> _INSTRUCTIONS TO FOLLOW_: Reproduce the whole listing, character for character.
-----
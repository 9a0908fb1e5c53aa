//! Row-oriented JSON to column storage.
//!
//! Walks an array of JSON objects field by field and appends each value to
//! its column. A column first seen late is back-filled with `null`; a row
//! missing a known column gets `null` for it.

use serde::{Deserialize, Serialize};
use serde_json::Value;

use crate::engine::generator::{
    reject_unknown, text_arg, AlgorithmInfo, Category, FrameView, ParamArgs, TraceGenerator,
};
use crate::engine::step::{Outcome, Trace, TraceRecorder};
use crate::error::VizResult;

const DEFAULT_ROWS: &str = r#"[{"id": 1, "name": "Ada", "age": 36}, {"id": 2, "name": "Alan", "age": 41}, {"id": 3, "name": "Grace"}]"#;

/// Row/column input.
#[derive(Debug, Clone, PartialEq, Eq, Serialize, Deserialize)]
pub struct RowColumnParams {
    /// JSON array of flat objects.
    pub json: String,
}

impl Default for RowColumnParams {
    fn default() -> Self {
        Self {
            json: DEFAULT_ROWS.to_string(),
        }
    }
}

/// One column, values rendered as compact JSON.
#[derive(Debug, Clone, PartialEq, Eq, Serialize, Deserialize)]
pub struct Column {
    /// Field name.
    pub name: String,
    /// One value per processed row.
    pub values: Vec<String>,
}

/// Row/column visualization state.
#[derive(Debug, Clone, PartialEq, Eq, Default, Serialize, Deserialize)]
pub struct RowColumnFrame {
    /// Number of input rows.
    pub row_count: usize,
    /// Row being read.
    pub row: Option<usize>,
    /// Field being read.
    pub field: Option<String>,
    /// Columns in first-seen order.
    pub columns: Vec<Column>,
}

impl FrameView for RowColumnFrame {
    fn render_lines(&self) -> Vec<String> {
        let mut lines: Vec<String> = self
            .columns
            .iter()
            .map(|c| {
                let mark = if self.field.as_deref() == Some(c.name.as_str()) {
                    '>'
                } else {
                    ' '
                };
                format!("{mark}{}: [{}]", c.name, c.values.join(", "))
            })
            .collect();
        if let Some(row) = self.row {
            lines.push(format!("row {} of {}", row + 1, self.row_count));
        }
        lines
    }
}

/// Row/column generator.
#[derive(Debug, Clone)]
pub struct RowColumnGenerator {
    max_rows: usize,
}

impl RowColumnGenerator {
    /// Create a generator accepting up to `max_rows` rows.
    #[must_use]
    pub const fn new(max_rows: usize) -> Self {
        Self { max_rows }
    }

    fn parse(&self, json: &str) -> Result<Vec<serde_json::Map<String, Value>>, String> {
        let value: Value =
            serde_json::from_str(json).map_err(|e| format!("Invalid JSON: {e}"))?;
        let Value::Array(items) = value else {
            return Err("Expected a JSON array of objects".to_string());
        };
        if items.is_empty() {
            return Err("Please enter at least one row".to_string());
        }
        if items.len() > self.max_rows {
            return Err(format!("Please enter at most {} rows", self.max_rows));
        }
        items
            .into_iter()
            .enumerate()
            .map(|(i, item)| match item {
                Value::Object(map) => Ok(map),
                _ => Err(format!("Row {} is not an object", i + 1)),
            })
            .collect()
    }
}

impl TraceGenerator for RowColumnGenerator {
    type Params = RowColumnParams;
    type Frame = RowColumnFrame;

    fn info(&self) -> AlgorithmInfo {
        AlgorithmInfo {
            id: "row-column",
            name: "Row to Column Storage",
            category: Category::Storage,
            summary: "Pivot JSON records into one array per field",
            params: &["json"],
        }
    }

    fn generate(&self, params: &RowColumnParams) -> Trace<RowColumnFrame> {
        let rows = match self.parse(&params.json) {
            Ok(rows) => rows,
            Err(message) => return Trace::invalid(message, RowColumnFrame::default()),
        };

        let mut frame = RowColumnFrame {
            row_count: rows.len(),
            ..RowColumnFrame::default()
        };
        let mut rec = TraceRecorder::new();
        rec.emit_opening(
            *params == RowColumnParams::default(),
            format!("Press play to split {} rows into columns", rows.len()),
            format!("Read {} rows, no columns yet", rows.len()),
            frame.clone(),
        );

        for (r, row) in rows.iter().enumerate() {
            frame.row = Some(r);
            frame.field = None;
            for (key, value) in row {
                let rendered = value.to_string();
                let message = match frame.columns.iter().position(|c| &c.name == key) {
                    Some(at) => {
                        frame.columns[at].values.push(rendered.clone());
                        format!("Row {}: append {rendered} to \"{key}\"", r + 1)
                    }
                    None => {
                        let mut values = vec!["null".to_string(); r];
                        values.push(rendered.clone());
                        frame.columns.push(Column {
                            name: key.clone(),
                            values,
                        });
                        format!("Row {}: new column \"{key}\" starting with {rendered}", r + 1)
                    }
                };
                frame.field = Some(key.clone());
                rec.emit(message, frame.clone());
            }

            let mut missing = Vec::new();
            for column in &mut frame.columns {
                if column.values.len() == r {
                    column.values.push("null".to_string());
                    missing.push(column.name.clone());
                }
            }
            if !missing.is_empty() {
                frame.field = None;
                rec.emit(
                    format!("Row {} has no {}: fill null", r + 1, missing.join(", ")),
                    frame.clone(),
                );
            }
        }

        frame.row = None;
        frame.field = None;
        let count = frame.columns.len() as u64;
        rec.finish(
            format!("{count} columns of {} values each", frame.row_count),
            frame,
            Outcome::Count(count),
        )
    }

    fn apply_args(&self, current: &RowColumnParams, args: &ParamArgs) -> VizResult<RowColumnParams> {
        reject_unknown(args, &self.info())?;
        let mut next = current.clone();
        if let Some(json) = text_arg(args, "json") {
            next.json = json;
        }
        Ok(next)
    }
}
-----
> _REPLY TO THE TASK_:
repository 9a0908fb1e5c53aa
//! Row-oriented JSON to column storage.
//!
//! Walks an array of JSON objects field by field and appends each value to
//! its column. A column first seen late is back-filled with `null`; a row
//! missing a known column gets `null` for it.

use serde::{Deserialize, Serialize};
use serde_json::Value;

use crate::engine::generator::{
    reject_unknown, text_arg, AlgorithmInfo, Category, FrameView, ParamArgs, TraceGenerator,
};
use crate::engine::step::{Outcome, Trace, TraceRecorder};
use crate::error::VizResult;

const DEFAULT_ROWS: &str = r#"[{"id": 1, "name": "Ada", "age": 36}, {"id": 2, "name": "Alan", "age": 41}, {"id": 3, "name": "Grace"}]"#;

/// Row/column input.
#[derive(Debug, Clone, PartialEq, Eq, Serialize, Deserialize)]
pub struct RowColumnParams {
    /// JSON array of flat objects.
    pub json: String,
}

impl Default for RowColumnParams {
    fn default() -> Self {
        Self {
            json: DEFAULT_ROWS.to_string(),
        }
    }
}

/// One column, values rendered as compact JSON.
#[derive(Debug, Clone, PartialEq, Eq, Serialize, Deserialize)]
pub struct Column {
    /// Field name.
    pub name: String,
    /// One value per processed row.
    pub values: Vec<String>,
}

/// Row/column visualization state.
#[derive(Debug, Clone, PartialEq, Eq, Default, Serialize, Deserialize)]
pub struct RowColumnFrame {
    /// Number of input rows.
    pub row_count: usize,
    /// Row being read.
    pub row: Option<usize>,
    /// Field being read.
    pub field: Option<String>,
    /// Columns in first-seen order.
    pub columns: Vec<Column>,
}

impl FrameView for RowColumnFrame {
    fn render_lines(&self) -> Vec<String> {
        let mut lines: Vec<String> = self
            .columns
            .iter()
            .map(|c| {
                let mark = if self.field.as_deref() == Some(c.name.as_str()) {
                    '>'
                } else {
                    ' '
                };
                format!("{mark}{}: [{}]", c.name, c.values.join(", "))
            })
            .collect();
        if let Some(row) = self.row {
            lines.push(format!("row {} of {}", row + 1, self.row_count));
        }
        lines
    }
}

/// Row/column generator.
#[derive(Debug, Clone)]
pub struct RowColumnGenerator {
    max_rows: usize,
}

impl RowColumnGenerator {
    /// Create a generator accepting up to `max_rows` rows.
    #[must_use]
    pub const fn new(max_rows: usize) -> Self {
        Self { max_rows }
    }

    fn parse(&self, json: &str) -> Result<Vec<serde_json::Map<String, Value>>, String> {
        let value: Value =
            serde_json::from_str(json).map_err(|e| format!("Invalid JSON: {e}"))?;
        let Value::Array(items) = value else {
            return Err("Expected a JSON array of objects".to_string());
        };
        if items.is_empty() {
            return Err("Please enter at least one row".to_string());
        }
        if items.len() > self.max_rows {
            return Err(format!("Please enter at most {} rows", self.max_rows));
        }
        items
            .into_iter()
            .enumerate()
            .map(|(i, item)| match item {
                Value::Object(map) => Ok(map),
                _ => Err(format!("Row {} is not an object", i + 1)),
            })
            .collect()
    }
}

impl TraceGenerator for RowColumnGenerator {
    type Params = RowColumnParams;
    type Frame = RowColumnFrame;

    fn info(&self) -> AlgorithmInfo {
        AlgorithmInfo {
            id: "row-column",
            name: "Row to Column Storage",
            category: Category::Storage,
            summary: "Pivot JSON records into one array per field",
            params: &["json"],
        }
    }

    fn generate(&self, params: &RowColumnParams) -> Trace<RowColumnFrame> {
        let rows = match self.parse(&params.json) {
            Ok(rows) => rows,
            Err(message) => return Trace::invalid(message, RowColumnFrame::default()),
        };

        let mut frame = RowColumnFrame {
            row_count: rows.len(),
            ..RowColumnFrame::default()
        };
        let mut rec = TraceRecorder::new();
        rec.emit_opening(
            *params == RowColumnParams::default(),
            format!("Press play to split {} rows into columns", rows.len()),
            format!("Read {} rows, no columns yet", rows.len()),
            frame.clone(),
        );

        for (r, row) in rows.iter().enumerate() {
            frame.row = Some(r);
            frame.field = None;
            for (key, value) in row {
                let rendered = value.to_string();
                let message = match frame.columns.iter().position(|c| &c.name == key) {
                    Some(at) => {
                        frame.columns[at].values.push(rendered.clone());
                        format!("Row {}: append {rendered} to \"{key}\"", r + 1)
                    }
                    None => {
                        let mut values = vec!["null".to_string(); r];
                        values.push(rendered.clone());
                        frame.columns.push(Column {
                            name: key.clone(),
                            values,
                        });
                        format!("Row {}: new column \"{key}\" starting with {rendered}", r + 1)
                    }
                };
                frame.field = Some(key.clone());
                rec.emit(message, frame.clone());
            }

            let mut missing = Vec::new();
            for column in &mut frame.columns {
                if column.values.len() == r {
                    column.values.push("null".to_string());
                    missing.push(column.name.clone());
                }
            }
            if !missing.is_empty() {
                frame.field = None;
                rec.emit(
                    format!("Row {} has no {}: fill null", r + 1, missing.join(", ")),
                    frame.clone(),
                );
            }
        }

        frame.row = None;
        frame.field = None;
        let count = frame.columns.len() as u64;
        rec.finish(
            format!("{count} columns of {} values each", frame.row_count),
            frame,
            Outcome::Count(count),
        )
    }

    fn apply_args(&self, current: &RowColumnParams, args: &ParamArgs) -> VizResult<RowColumnParams> {
        reject_unknown(args, &self.info())?;
        let mut next = current.clone();
        if let Some(json) = text_arg(args, "json") {
            next.json = json;
        }
        Ok(next)
    }
}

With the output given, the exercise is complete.